As your SME expands, it’s easy to let environmental, social and governance (ESG) factors slip down the priority list, but it pays to make them a priority.
There are many reasons to make sure your business is as sustainable as it can possibly be. Not only is it good for the planet, but it can also improve your financial performance because customers, suppliers and investors increasingly favour companies set up with environmental, social and governance (ESG) beliefs at their heart.
But how do you make sure that the green principles you instilled when you launched your business don’t disappear as it grows? Alternatively, how can you make your growing business more sustainable if you haven’t paid much attention to environmental issues so far?
Alexandra Smith, co-founder of FuturePlus, a software platform that enables businesses to understand, measure, manage and communicate their sustainability progress, says ESG can often appear to be complicated and time consuming – and end up being pushed down the priority list.
“We believe, however, that it can be easy and incredibly valuable for organisations to make substantial steps to a more sustainable future by setting small, achievable goals on a continuous basis,” she says.
FuturePlus, which is owned by The Sustainability Group, a consultancy firm, works with companies to understand how sustainability can fit into their business model, prioritising the changes they want and need to make, then breaking those priorities down into achievable steps.
By ensuring your targets are realistic, you can achieve them even as your business grows.
“It’s always easier to implement small, incremental changes as you grow than to retrofit large reforms when you have scaled,” says Alexandra. “Companies that embed sustainability into their core business strategy tend to be more resilient and have a longer-term perspective, which makes them more attractive to their key stakeholders.”
Measure your progress
When your company begins to grow, it can be difficult to stay on top of every aspect of the business, including its sustainability strategy. For that reason, it’s important to measure your progress so you can evaluate your achievements – and failures – and make changes if required.
“We all know it’s important to measure what matters,” says Alexandra. “It allows us to set goals, track progress, celebrate successes and makes it simpler to communicate both internally and externally. What’s most important is to measure what you value and not just what’s easy.”

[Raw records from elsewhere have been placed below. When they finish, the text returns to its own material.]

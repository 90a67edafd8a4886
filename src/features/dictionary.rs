use std::rc::Rc;

use log::{debug, warn};

use crate::context::AppContext;
use crate::lifecycle::Component;
use crate::words::{WordDatabase, WordEntry};

#[derive(Debug, Clone, Copy, PartialEq, Eq)]
pub enum DictionaryMode {
    List,
    Detail,
}

/// Where the back button leads.
#[derive(Debug, Clone, Copy, PartialEq, Eq)]
pub enum DictionaryBack {
    /// Detail view closed, list view shown.
    ToList,
    /// Opened from the camera screen, return there.
    ToScan,
    ToHome,
}

/// Word list with search, plus a detail page for one word.
#[derive(Debug, Default)]
pub struct Dictionary {
    words: Rc<WordDatabase>,
    query: String,
    selected: Option<String>,
    opened_from_scan: bool,
}

impl Dictionary {
    pub fn new() -> Self {
        Self::default()
    }

    pub fn mode(&self) -> DictionaryMode {
        if self.selected.is_some() {
            DictionaryMode::Detail
        } else {
            DictionaryMode::List
        }
    }

    pub fn opened_from_scan(&self) -> bool {
        self.opened_from_scan
    }

    pub fn query(&self) -> &str {
        &self.query
    }

    pub fn search(&mut self, text: &str) {
        self.query = text.to_string();
    }

    /// Entries matching the current query, in database order.
    pub fn entries(&self) -> Vec<&WordEntry> {
        self.words.search(&self.query)
    }

    pub fn select(&mut self, word_id: &str) -> bool {
        if self.words.get(word_id).is_none() {
            warn!("Word with id '{}' not found in database", word_id);
            return false;
        }
        self.selected = Some(word_id.to_string());
        true
    }

    pub fn selected_word(&self) -> Option<&WordEntry> {
        self.selected.as_deref().and_then(|id| self.words.get(id))
    }

    pub fn back(&mut self) -> DictionaryBack {
        if self.opened_from_scan {
            self.opened_from_scan = false;
            self.selected = None;
            return DictionaryBack::ToScan;
        }
        match self.selected.take() {
            Some(_) => DictionaryBack::ToList,
            None => DictionaryBack::ToHome,
        }
    }

    pub fn play_pronunciation(&self, ctx: &mut AppContext) -> bool {
        let Some(word) = self.selected_word() else {
            return false;
        };
        ctx.audio.play_voice(word.media.pronounce_audio.as_deref());
        true
    }

    pub fn play_sound(&self, ctx: &mut AppContext) -> bool {
        let Some(word) = self.selected_word() else {
            return false;
        };
        ctx.audio.play_sfx(word.media.sfx_audio.as_deref(), true);
        true
    }
}

impl Component for Dictionary {
    fn name(&self) -> &'static str {
        "dictionary"
    }

    fn initialize(&mut self, ctx: &mut AppContext) {
        self.words = ctx.words.clone();
    }

    fn activate(&mut self, ctx: &mut AppContext) {
        self.query.clear();
        self.selected = None;
        self.opened_from_scan = false;

        if let Some(word_id) = ctx.app_state.current_word_id() {
            debug!("Dictionary opened from scan on {}", word_id);
            self.opened_from_scan = self.select(word_id);
        }
    }
}
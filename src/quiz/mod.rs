pub mod engine;
pub mod generate;

use std::fmt;
use std::fs::File;
use std::io::{BufReader, Read};
use std::path::Path;

use log::info;

pub use engine::{
    AnswerButton, AnswerOutcome, Highlight, HintOutcome, QuizConfig, QuizEngine, QuizPhase,
    QuizResult, WrongAnswerPolicy,
};
pub use generate::generate_questions;

/// Every question has exactly this many options.
pub const ANSWER_COUNT: usize = 4;

#[derive(Debug, Clone, PartialEq, serde::Serialize, serde::Deserialize)]
pub struct QuizQuestion {
    #[serde(default)]
    pub image: Option<String>,
    pub question_en: String,
    pub question_vi: String,
    pub answers: [String; ANSWER_COUNT],
    pub correct_index: usize,
    #[serde(default)]
    pub word_id: Option<String>,
    #[serde(default)]
    pub hint_audio: Option<String>,
}

impl QuizQuestion {
    pub fn new(
        question_en: impl Into<String>,
        question_vi: impl Into<String>,
        answers: [String; ANSWER_COUNT],
        correct_index: usize,
    ) -> Self {
        Self {
            image: None,
            question_en: question_en.into(),
            question_vi: question_vi.into(),
            answers,
            correct_index,
            word_id: None,
            hint_audio: None,
        }
    }

    /// `None` when `correct_index` points past the answers.
    pub fn correct_answer(&self) -> Option<&str> {
        self.answers.get(self.correct_index).map(String::as_str)
    }

    pub fn is_valid(&self) -> bool {
        self.correct_index < ANSWER_COUNT
    }
}

#[derive(Debug)]
pub enum QuizError {
    NotEnoughWords { available: usize, required: usize },
    InvalidCorrectIndex { question: usize, correct_index: usize },
    Io(std::io::Error),
    Parse(serde_json::Error),
}

impl fmt::Display for QuizError {
    fn fmt(&self, f: &mut fmt::Formatter<'_>) -> fmt::Result {
        match self {
            QuizError::NotEnoughWords { available, required } => write!(
                f,
                "need at least {} words to build a quiz, database has {}",
                required, available
            ),
            QuizError::InvalidCorrectIndex {
                question,
                correct_index,
            } => write!(
                f,
                "question {} has correct_index {} outside 0..{}",
                question, correct_index, ANSWER_COUNT
            ),
            QuizError::Io(err) => write!(f, "failed to read quiz: {}", err),
            QuizError::Parse(err) => write!(f, "failed to parse quiz: {}", err),
        }
    }
}

impl std::error::Error for QuizError {
    fn source(&self) -> Option<&(dyn std::error::Error + 'static)> {
        match self {
            QuizError::Io(err) => Some(err),
            QuizError::Parse(err) => Some(err),
            _ => None,
        }
    }
}

impl From<std::io::Error> for QuizError {
    fn from(err: std::io::Error) -> Self {
        QuizError::Io(err)
    }
}

impl From<serde_json::Error> for QuizError {
    fn from(err: serde_json::Error) -> Self {
        QuizError::Parse(err)
    }
}

/// A hand-authored question set.
#[derive(Debug, Clone, Default, PartialEq, serde::Serialize, serde::Deserialize)]
pub struct QuizData {
    pub questions: Vec<QuizQuestion>,
}

impl QuizData {
    pub fn new(questions: Vec<QuizQuestion>) -> Result<Self, QuizError> {
        for (i, question) in questions.iter().enumerate() {
            if !question.is_valid() {
                return Err(QuizError::InvalidCorrectIndex {
                    question: i,
                    correct_index: question.correct_index,
                });
            }
        }
        Ok(Self { questions })
    }

    pub fn from_reader(reader: impl Read) -> Result<Self, QuizError> {
        let data: QuizData = serde_json::from_reader(reader)?;
        Self::new(data.questions)
    }

    pub fn load(path: impl AsRef<Path>) -> Result<Self, QuizError> {
        let path = path.as_ref();
        let data = Self::from_reader(BufReader::new(File::open(path)?))?;
        info!("Loaded {} authored questions from {}", data.questions.len(), path.display());
        Ok(data)
    }
}
use std::cell::Cell;
use std::rc::Rc;

use log::debug;

use crate::app_state::AppState;
use crate::context::AppContext;
use crate::lifecycle::Component;
use crate::signal::SubscriptionId;

/// Top-level screens. Only one is visible at a time.
#[derive(Debug, Clone, Copy, PartialEq, Eq)]
pub enum Panel {
    Home,
    Scan,
    Dictionary,
    Quiz,
    Settings,
}

impl Panel {
    pub fn for_state(state: AppState) -> Self {
        match state {
            AppState::Home => Panel::Home,
            AppState::ARScanning | AppState::ARObjectFound => Panel::Scan,
            AppState::Quiz => Panel::Quiz,
            AppState::Dictionary => Panel::Dictionary,
        }
    }
}

/// Home screen buttons and panel switching. Stays active for the whole run.
#[derive(Debug)]
pub struct Menu {
    panel: Rc<Cell<Panel>>,
    subscription: Option<SubscriptionId>,
}

impl Menu {
    pub fn new() -> Self {
        Self {
            panel: Rc::new(Cell::new(Panel::Home)),
            subscription: None,
        }
    }

    pub fn panel(&self) -> Panel {
        self.panel.get()
    }

    pub fn open_scan(&mut self, ctx: &mut AppContext) {
        ctx.app_state.clear_detected();
        ctx.app_state.start_scan();
    }

    pub fn open_dictionary(&mut self, ctx: &mut AppContext) {
        ctx.app_state.clear_detected();
        ctx.app_state.change_state(AppState::Dictionary);
    }

    pub fn open_quiz(&mut self, ctx: &mut AppContext) {
        ctx.app_state.clear_detected();
        ctx.app_state.change_state(AppState::Quiz);
    }

    // Settings is a panel of its own, not an app state.
    pub fn open_settings(&mut self) {
        self.panel.set(Panel::Settings);
    }

    /// Back from a screen opened off the camera view.
    pub fn return_to_scan(&mut self, ctx: &mut AppContext) {
        self.panel.set(Panel::Scan);
        let state = match ctx.app_state.current_word_id() {
            Some(_) => AppState::ARObjectFound,
            None => AppState::ARScanning,
        };
        ctx.app_state.change_state(state);
    }

    pub fn back_to_home(&mut self, ctx: &mut AppContext) {
        ctx.app_state.clear_detected();
        ctx.app_state.change_state(AppState::Home);
    }
}

impl Default for Menu {
    fn default() -> Self {
        Self::new()
    }
}

impl Component for Menu {
    fn name(&self) -> &'static str {
        "menu"
    }

    fn activate(&mut self, ctx: &mut AppContext) {
        self.panel.set(Panel::for_state(ctx.app_state.state()));

        let panel = self.panel.clone();
        self.subscription = Some(ctx.app_state.subscribe_state_changed(move |state| {
            let next = Panel::for_state(*state);
            // tracking keeps reporting while other screens are open
            if next == Panel::Scan
                && matches!(panel.get(), Panel::Dictionary | Panel::Quiz | Panel::Settings)
            {
                return;
            }
            debug!("Showing {:?} panel", next);
            panel.set(next);
        }));
    }

    fn deactivate(&mut self, ctx: &mut AppContext) {
        if let Some(id) = self.subscription.take() {
            ctx.app_state.unsubscribe_state_changed(id);
        }
    }
}
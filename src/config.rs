use std::fmt;
use std::path::PathBuf;
use std::str::FromStr;
use std::time::Duration;

use crate::audio::FeedbackClips;
use crate::quiz::{QuizConfig, WrongAnswerPolicy};

#[derive(Debug, Clone, PartialEq, Eq)]
pub enum ConfigError {
    Invalid { key: &'static str, value: String },
}

impl fmt::Display for ConfigError {
    fn fmt(&self, f: &mut fmt::Formatter<'_>) -> fmt::Result {
        match self {
            ConfigError::Invalid { key, value } => write!(f, "{} has an invalid value: {:?}", key, value),
        }
    }
}

impl std::error::Error for ConfigError {}

/// Startup configuration, read from the environment (and `.env`).
#[derive(Debug, Clone, PartialEq)]
pub struct AppConfig {
    pub words_path: PathBuf,
    pub quiz_path: Option<PathBuf>,
    pub settings_path: PathBuf,
    pub tick: Duration,
    pub quiz: QuizConfig,
    pub feedback: FeedbackClips,
    pub auto_show_actions: bool,
    pub animation_duration: Duration,
    pub seed: Option<u64>,
}

impl Default for AppConfig {
    fn default() -> Self {
        Self {
            words_path: PathBuf::from("data/words.json"),
            quiz_path: None,
            settings_path: PathBuf::from("settings.json"),
            tick: Duration::from_millis(16),
            quiz: QuizConfig::default(),
            feedback: FeedbackClips::default(),
            auto_show_actions: true,
            animation_duration: Duration::from_secs(3),
            seed: None,
        }
    }
}

fn parse<T: FromStr>(key: &'static str, raw: String) -> Result<T, ConfigError> {
    raw.trim()
        .parse()
        .map_err(|_| ConfigError::Invalid { key, value: raw })
}

fn parse_bool(key: &'static str, raw: String) -> Result<bool, ConfigError> {
    match raw.trim().to_lowercase().as_str() {
        "1" | "true" | "yes" | "on" => Ok(true),
        "0" | "false" | "no" | "off" => Ok(false),
        _ => Err(ConfigError::Invalid { key, value: raw }),
    }
}

fn parse_policy(key: &'static str, raw: String) -> Result<WrongAnswerPolicy, ConfigError> {
    match raw.trim().to_lowercase().as_str() {
        "retry" => Ok(WrongAnswerPolicy::RetryUntilCorrect),
        "advance" => Ok(WrongAnswerPolicy::AdvanceAfterDelay),
        _ => Err(ConfigError::Invalid { key, value: raw }),
    }
}

impl AppConfig {
    pub fn from_env() -> Result<Self, ConfigError> {
        Self::from_lookup(|key| std::env::var(key).ok())
    }

    /// Unset keys keep their defaults; set but unparsable keys are errors.
    pub fn from_lookup(lookup: impl Fn(&str) -> Option<String>) -> Result<Self, ConfigError> {
        let mut config = AppConfig::default();

        if let Some(raw) = lookup("AR_LINGO_WORDS") {
            config.words_path = PathBuf::from(raw);
        }
        config.quiz_path = lookup("AR_LINGO_QUIZ").map(PathBuf::from);
        if let Some(raw) = lookup("AR_LINGO_SETTINGS") {
            config.settings_path = PathBuf::from(raw);
        }
        if let Some(raw) = lookup("AR_LINGO_TICK_MS") {
            let ms: u64 = parse("AR_LINGO_TICK_MS", raw.clone())?;
            if ms == 0 {
                return Err(ConfigError::Invalid {
                    key: "AR_LINGO_TICK_MS",
                    value: raw,
                });
            }
            config.tick = Duration::from_millis(ms);
        }
        if let Some(raw) = lookup("AR_LINGO_WRONG_ANSWER") {
            config.quiz.wrong_answer_policy = parse_policy("AR_LINGO_WRONG_ANSWER", raw)?;
        }
        if let Some(raw) = lookup("AR_LINGO_MAX_HINTS") {
            config.quiz.max_hints = parse("AR_LINGO_MAX_HINTS", raw)?;
        }
        if let Some(raw) = lookup("AR_LINGO_HINT_COOLDOWN_MS") {
            config.quiz.hint_cooldown = Duration::from_millis(parse("AR_LINGO_HINT_COOLDOWN_MS", raw)?);
        }
        if let Some(raw) = lookup("AR_LINGO_REVEAL_MS") {
            config.quiz.reveal_delay = Duration::from_millis(parse("AR_LINGO_REVEAL_MS", raw)?);
        }
        if let Some(raw) = lookup("AR_LINGO_AUTO_SHOW_ACTIONS") {
            config.auto_show_actions = parse_bool("AR_LINGO_AUTO_SHOW_ACTIONS", raw)?;
        }
        config.feedback.correct = lookup("AR_LINGO_SOUND_CORRECT");
        config.feedback.wrong = lookup("AR_LINGO_SOUND_WRONG");
        if let Some(raw) = lookup("AR_LINGO_SEED") {
            config.seed = Some(parse("AR_LINGO_SEED", raw)?);
        }

        Ok(config)
    }
}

A good place to start is by understanding what’s important to your business, your stakeholders and for your future success. “Measuring both where you are now, as a baseline, and where you want to be in the future provides you with a roadmap to success,” says Alexandra. “It also gives you the time frame required to make the changes your business will benefit from.”
Start carbon budgeting
As your business expands, it’s likely that decisions will be made that conflict with your sustainability beliefs, such as the increased need for travel or working with suppliers from around the world.
One way to offset these changes is to begin carbon budgeting. This is where you set an annual carbon allowance (say, 50 tonnes) and subtract from it every time you do something such as fly to visit a client (say, five tonnes).
Similarly, carbon pricing means every purchase made by the business has an internally agreed price for the carbon impact of that purchase added to it, thus creating a more transparent indication of the environmental impact of your decisions.
“If you spent cash like you do carbon, you’d go out of business pretty quickly,” says Adam Bastock, founder of Small99, a platform that guides small businesses to net zero and can help companies create a carbon budget.
Adam adds that policies such as carbon budgeting or carbon pricing can help bring existing staff and new hires on your sustainability journey with you.
He says: “Bringing sustainability into daily KPIs [Key Performance Indicators] and ensuring that your sales targets or rewards are tied to this is important, but it needs to be handled appropriately so that the team is engaged rather than it feeling like a chore.”
It’s never too late
Don’t worry if your business is growing rapidly without sustainability at its core. You’re not alone and there’s always time to make the changes that will support a better future for you and for the planet.
“It’s never too late to become sustainable if you have the right tools and help,” says Alexandra. “Businesses that are taking action to improve their social and environmental impact will be more attractive to both customers and investors. Companies who take charge now will also be better adapted to the legislation we know is coming down the track.”